昭和19年上田市生まれ。38年間長野県職員として長野県商工部関係機関に勤務。長野県工業試験場長を最後に定年退職。その後財団法人長野県テクノ財団に勤務、専務理事を平成22年3月末に退任、平成22年7月に国の地域活性化伝道師に就任

vol.68微塵
長野県テクノ財団ナノテク・材料活用支援センター長
若林信一

 大気圏から西の空を照らしながら燃え尽きてゆく「はやぶさ」の閃光は、気高い意思を秘めた清らかな生命体のようでもあった。日本の科学技術の粋が放ったあの目映(まばゆ)さは二度と忘れることは出来ないだろう。
 地球に帰還した「はやぶさ」のカプセルは、「CR」(clean room=クリーンルーム)に持ち込まれ、約5カ月にもわたり成分分析が行われていた。そして11月16日、JAXA(宇宙航空研究開発機構)は、「はやぶさ」が持ち帰った微粒子が、小惑星「イトカワ」の欠片(かけら)だと結論付け、太陽系の起源と進化の解明にむけて、更なる解析を続けることを発表した。

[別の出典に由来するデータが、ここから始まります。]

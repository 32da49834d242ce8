//! Paratrooper entry point
//!
//! Mounts the game onto the page's canvas on web, or runs a short headless
//! autoplay session on native.

#[cfg(target_arch = "wasm32")]
use wasm_bindgen::prelude::*;

#[cfg(target_arch = "wasm32")]
mod wasm_game {
    use std::cell::{Cell, RefCell};
    use std::rc::Rc;

    use rand::SeedableRng;
    use rand_pcg::Pcg32;
    use wasm_bindgen::prelude::*;
    use web_sys::{Event, EventTarget, HtmlCanvasElement, KeyboardEvent, MouseEvent, TouchEvent, Window};

    use paratrooper::audio::{AudioManager, Cue};
    use paratrooper::persistence::{KeyValueStore, LocalStorage, MemoryStore};
    use paratrooper::renderer::CanvasSurface;
    use paratrooper::{Engine, Settings, Tuning, Viewport};

    /// Game instance holding the engine and its browser resources
    struct Game {
        engine: Engine,
        canvas: HtmlCanvasElement,
        surface: CanvasSurface,
        /// Created on the first user gesture (autoplay policy)
        audio: Option<AudioManager>,
    }

    impl Game {
        fn ensure_audio(&mut self) {
            if self.audio.is_none() {
                self.audio = Some(AudioManager::new(self.engine.settings().effective_volume()));
            }
        }

        fn play(&mut self, cues: Vec<Cue>) {
            let Some(audio) = &mut self.audio else { return };
            audio.set_volume(self.engine.settings().effective_volume());
            for cue in cues {
                audio.play(cue);
            }
        }

        /// Fit the 4:3 playfield into the window and size the canvas to match
        fn fit_canvas(&mut self, window: &Window) {
            let available = |v: Result<JsValue, JsValue>, fallback: f64| {
                v.ok().and_then(|v| v.as_f64()).unwrap_or(fallback) as f32
            };
            let width = available(window.inner_width(), 800.0);
            let height = available(window.inner_height(), 600.0);
            self.engine.resize(width, height);

            let vp = self.engine.state().viewport;
            self.canvas.set_width(vp.width as u32);
            self.canvas.set_height(vp.height as u32);
        }

        /// Client coordinates to canvas pixels
        fn canvas_point(&self, client_x: i32, client_y: i32) -> (f32, f32) {
            let rect = self.canvas.get_bounding_client_rect();
            (
                (client_x as f64 - rect.left()) as f32,
                (client_y as f64 - rect.top()) as f32,
            )
        }
    }

    /// A registered DOM listener, kept so it can be removed on unmount
    struct Listener {
        target: EventTarget,
        event: &'static str,
        closure: Closure<dyn FnMut(Event)>,
    }

    impl Listener {
        fn attach(target: &EventTarget, event: &'static str, closure: Closure<dyn FnMut(Event)>) -> Self {
            if let Err(e) = target.add_event_listener_with_callback(event, closure.as_ref().unchecked_ref()) {
                log::warn!("Failed to listen for {}: {:?}", event, e);
            }
            Self {
                target: target.clone(),
                event,
                closure,
            }
        }

        fn detach(&self) {
            let _ = self
                .target
                .remove_event_listener_with_callback(self.event, self.closure.as_ref().unchecked_ref());
        }
    }

    /// Everything needed to stop the game again
    struct Mounted {
        listeners: Vec<Listener>,
        running: Rc<Cell<bool>>,
        frame_id: Rc<Cell<i32>>,
    }

    impl Mounted {
        fn teardown(self) {
            self.running.set(false);
            if let Some(window) = web_sys::window() {
                let _ = window.cancel_animation_frame(self.frame_id.get());
            }
            for listener in &self.listeners {
                listener.detach();
            }
            log::info!("Paratrooper unmounted");
        }
    }

    thread_local! {
        static MOUNTED: RefCell<Option<Mounted>> = const { RefCell::new(None) };
    }

    pub fn mount() -> Result<(), JsValue> {
        console_error_panic_hook::set_once();
        // Already initialised when remounting
        let _ = console_log::init_with_level(log::Level::Info);
        unmount();

        let window = web_sys::window().ok_or("no window")?;
        let document = window.document().ok_or("no document")?;
        let canvas: HtmlCanvasElement = document
            .get_element_by_id("canvas")
            .ok_or("no canvas")?
            .dyn_into()?;
        let surface = CanvasSurface::new(&canvas).ok_or("no 2d context")?;

        let settings = window
            .location()
            .search()
            .map(|query| Settings::from_query(&query))
            .unwrap_or_default();
        log::info!("Quality preset: {}", settings.quality.as_str());

        let store: Box<dyn KeyValueStore> = match LocalStorage::open() {
            Some(storage) => Box::new(storage),
            None => {
                log::warn!("LocalStorage unavailable, high score will not persist");
                Box::new(MemoryStore::new())
            }
        };

        let seed = js_sys::Date::now() as u64;
        let engine = Engine::new(
            Viewport::default(),
            Tuning::default(),
            settings,
            Pcg32::seed_from_u64(seed),
            store,
        );
        let game = Rc::new(RefCell::new(Game {
            engine,
            canvas: canvas.clone(),
            surface,
            audio: None,
        }));
        game.borrow_mut().fit_canvas(&window);

        let listeners = setup_input_handlers(&window, &canvas, &game);

        let running = Rc::new(Cell::new(true));
        let frame_id = Rc::new(Cell::new(0));
        request_animation_frame(game, running.clone(), frame_id.clone());

        MOUNTED.with(|mounted| {
            *mounted.borrow_mut() = Some(Mounted {
                listeners,
                running,
                frame_id,
            });
        });
        log::info!("Paratrooper mounted (seed {})", seed);
        Ok(())
    }

    /// Stop the frame loop and detach every listener
    pub fn unmount() {
        let mounted = MOUNTED.with(|mounted| mounted.borrow_mut().take());
        if let Some(mounted) = mounted {
            mounted.teardown();
        }
    }

    fn setup_input_handlers(
        window: &Window,
        canvas: &HtmlCanvasElement,
        game: &Rc<RefCell<Game>>,
    ) -> Vec<Listener> {
        let mut listeners = Vec::new();

        // Window resize
        {
            let game = game.clone();
            let win = window.clone();
            listeners.push(Listener::attach(
                window,
                "resize",
                Closure::new(move |_event: Event| game.borrow_mut().fit_canvas(&win)),
            ));
        }

        // Keyboard
        {
            let game = game.clone();
            listeners.push(Listener::attach(
                window,
                "keydown",
                Closure::new(move |event: Event| {
                    let Some(event) = event.dyn_ref::<KeyboardEvent>() else {
                        return;
                    };
                    if event.repeat() {
                        // Held keys are already down; only keep the page from scrolling
                        if paratrooper::input::Key::from_code(&event.code())
                            .is_some_and(|key| key.prevents_default())
                        {
                            event.prevent_default();
                        }
                        return;
                    }
                    let mut g = game.borrow_mut();
                    if let Some(key) = g.engine.key_down(&event.code()) {
                        if key.prevents_default() {
                            event.prevent_default();
                        }
                        g.ensure_audio();
                    }
                }),
            ));
        }
        {
            let game = game.clone();
            listeners.push(Listener::attach(
                window,
                "keyup",
                Closure::new(move |event: Event| {
                    if let Some(event) = event.dyn_ref::<KeyboardEvent>() {
                        game.borrow_mut().engine.key_up(&event.code());
                    }
                }),
            ));
        }

        // Focus loss releases held keys
        {
            let game = game.clone();
            listeners.push(Listener::attach(
                window,
                "blur",
                Closure::new(move |_event: Event| game.borrow_mut().engine.blur()),
            ));
        }

        // Mouse click / touch: aim and fire, or start
        for event_name in ["mousedown", "touchstart"] {
            let game = game.clone();
            listeners.push(Listener::attach(
                canvas,
                event_name,
                Closure::new(move |event: Event| {
                    event.prevent_default();
                    let client = if let Some(touch_event) = event.dyn_ref::<TouchEvent>() {
                        touch_event
                            .touches()
                            .get(0)
                            .map(|touch| (touch.client_x(), touch.client_y()))
                    } else {
                        event
                            .dyn_ref::<MouseEvent>()
                            .map(|mouse| (mouse.client_x(), mouse.client_y()))
                    };
                    let Some((client_x, client_y)) = client else {
                        return;
                    };
                    let mut g = game.borrow_mut();
                    g.ensure_audio();
                    let (x, y) = g.canvas_point(client_x, client_y);
                    g.engine.pointer_down(x, y);
                }),
            ));
        }

        listeners
    }

    fn request_animation_frame(game: Rc<RefCell<Game>>, running: Rc<Cell<bool>>, frame_id: Rc<Cell<i32>>) {
        let Some(window) = web_sys::window() else {
            return;
        };
        let id = frame_id.clone();
        let closure = Closure::once(move |time: f64| {
            game_loop(game, running, id, time);
        });
        match window.request_animation_frame(closure.as_ref().unchecked_ref()) {
            Ok(handle) => frame_id.set(handle),
            Err(e) => log::warn!("requestAnimationFrame failed: {:?}", e),
        }
        closure.forget();
    }

    fn game_loop(game: Rc<RefCell<Game>>, running: Rc<Cell<bool>>, frame_id: Rc<Cell<i32>>, time: f64) {
        if !running.get() {
            return;
        }
        {
            let mut g = game.borrow_mut();
            let cues = g.engine.frame(time);
            g.play(cues);
            let frame = g.engine.render();
            frame.draw(&mut g.surface);
        }
        request_animation_frame(game, running, frame_id);
    }
}

#[cfg(target_arch = "wasm32")]
#[wasm_bindgen(start)]
pub fn wasm_main() -> Result<(), JsValue> {
    wasm_game::mount()
}

/// Tear the game down: cancels the frame loop and removes all listeners
#[cfg(target_arch = "wasm32")]
#[wasm_bindgen]
pub fn unmount() {
    wasm_game::unmount();
}

#[cfg(target_arch = "wasm32")]
fn main() {
    // WASM entry point is wasm_main, this is just to satisfy the compiler
}

/// Simulated time the native demo runs for, in ticks (two minutes)
#[cfg(not(target_arch = "wasm32"))]
const AUTOPLAY_TICKS: u32 = 60 * 120;

#[cfg(not(target_arch = "wasm32"))]
fn main() {
    use paratrooper::consts::TICK_MS;
    use paratrooper::persistence::MemoryStore;
    use paratrooper::sim::{Enemy, GameMode};
    use paratrooper::{Engine, Settings, Viewport};
    use rand::SeedableRng;
    use rand_pcg::Pcg32;

    env_logger::init();
    log::info!("Paratrooper (native) starting...");
    log::info!("The playable build targets the browser - run with `trunk serve` for the web version");

    let seed = std::env::var("PARATROOPER_SEED")
        .ok()
        .and_then(|s| s.parse().ok())
        .unwrap_or(1);
    let mut engine = Engine::new(
        Viewport::default(),
        load_tuning(),
        Settings::default(),
        Pcg32::seed_from_u64(seed),
        Box::new(MemoryStore::new()),
    );

    // Tap to start, then keep shooting at whatever is lowest in the sky
    engine.pointer_down(0.0, 0.0);
    let mut ticks = 0;
    while ticks < AUTOPLAY_TICKS {
        let target = engine
            .state()
            .enemies
            .iter()
            .map(Enemy::center)
            .max_by(|a, b| a.y.total_cmp(&b.y));
        if let Some(target) = target {
            engine.pointer_down(target.x, target.y);
        }
        engine.step(TICK_MS);
        ticks += 1;
        if engine.mode() == GameMode::GameOver {
            break;
        }
    }

    let state = engine.state();
    log::info!(
        "Autoplay finished after {} ticks: {:?}, score {}, {} troopers landed",
        ticks,
        state.mode,
        state.score,
        state.landed.len()
    );
}

/// Balance overrides from the JSON file named by `PARATROOPER_TUNING`
#[cfg(not(target_arch = "wasm32"))]
fn load_tuning() -> paratrooper::Tuning {
    use paratrooper::Tuning;

    let Ok(path) = std::env::var("PARATROOPER_TUNING") else {
        return Tuning::default();
    };
    match std::fs::read_to_string(&path) {
        Ok(json) => match Tuning::from_json(&json) {
            Ok(tuning) => {
                log::info!("Loaded tuning overrides from {}", path);
                tuning
            }
            Err(e) => {
                log::warn!("Invalid tuning file {}: {}", path, e);
                Tuning::default()
            }
        },
        Err(e) => {
            log::warn!("Could not read tuning file {}: {}", path, e);
            Tuning::default()
        }
    }
}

 さて、「CR」とは文字どおり、塵埃(じんあい)の無い、クリーンな空気の確保された部屋を指す。「はやぶさ」の分析のみならず、半導体や液晶パネル、医薬品から食品にいたるまで、今や多くの製品がCR内で造られている。
 そこでは、一般的に「クリーンスーツ」という白いツナギ、帽子とマスクを身に纏うが、素材には発塵しない繊維を用い、専用の洗濯機で洗うといった徹底した管理が要求されている。目だけを出した(ゴーグルをする場合もあるが)宇宙人のような姿となった作業員は、入室前に上下、前後左右から「エアーシャワー」を浴びなければならない。体に付着したあらゆる塵を吹き飛ばしてはじめてCRに入ることができるのだ。
 また、CR内ではあらゆる塵埃の発生を防がなくてはならない。とりわけ用具の素材には気を使う。記録用紙は、クリーンペーパー(防塵紙)を用い、鉛筆は発塵するため厳禁、使用できるボールペンもノック式を避けるのが一般的だ。CR内を洗浄する水も蒸発後の残留成分が微塵となるため、超純水やエタノールで拭き取ることが多い。
 その「CR」で、かつて私は、思わぬ微塵に泣かされたことがある。ある電子部品に、異物付着の不良が発生したのだ。
 調査を尽くして判明したのは、作業員の記録用紙に使われていたトナーであった。クリーンペーパーを使っていたにもかかわらず、一般のコピー機で印刷していたことが原因であった。しかし、問題はそれだけではなかった。
 話を聞くと、「実は...」。作業員は、記録をとりながら、しばしばクリーンスーツの袖口が汚れることに気づいていた、問題の発生を薄々「感じてはいた」というではないか。CR内で汚れが発生するということ自体が在ってはならない事なのに、「何か変だ!」と感じつつも原因究明へのフィードバックが働いていなかったことになる。
 かつて日本のモノづくりの現場には、「何か変だ!」を見逃さない、いささかも揺るがぬ職人の眼が注がれていた。そして、それこそが日本のモノづくりの強さの秘密であったように思えるのだ。
 「仏作って魂入れず」...、「CR」という近代的な特別な部屋の前に立ちながら、身体から吹き飛ばすべきものと、吹き飛ばしてはならないものを再認識させられた出来事であった。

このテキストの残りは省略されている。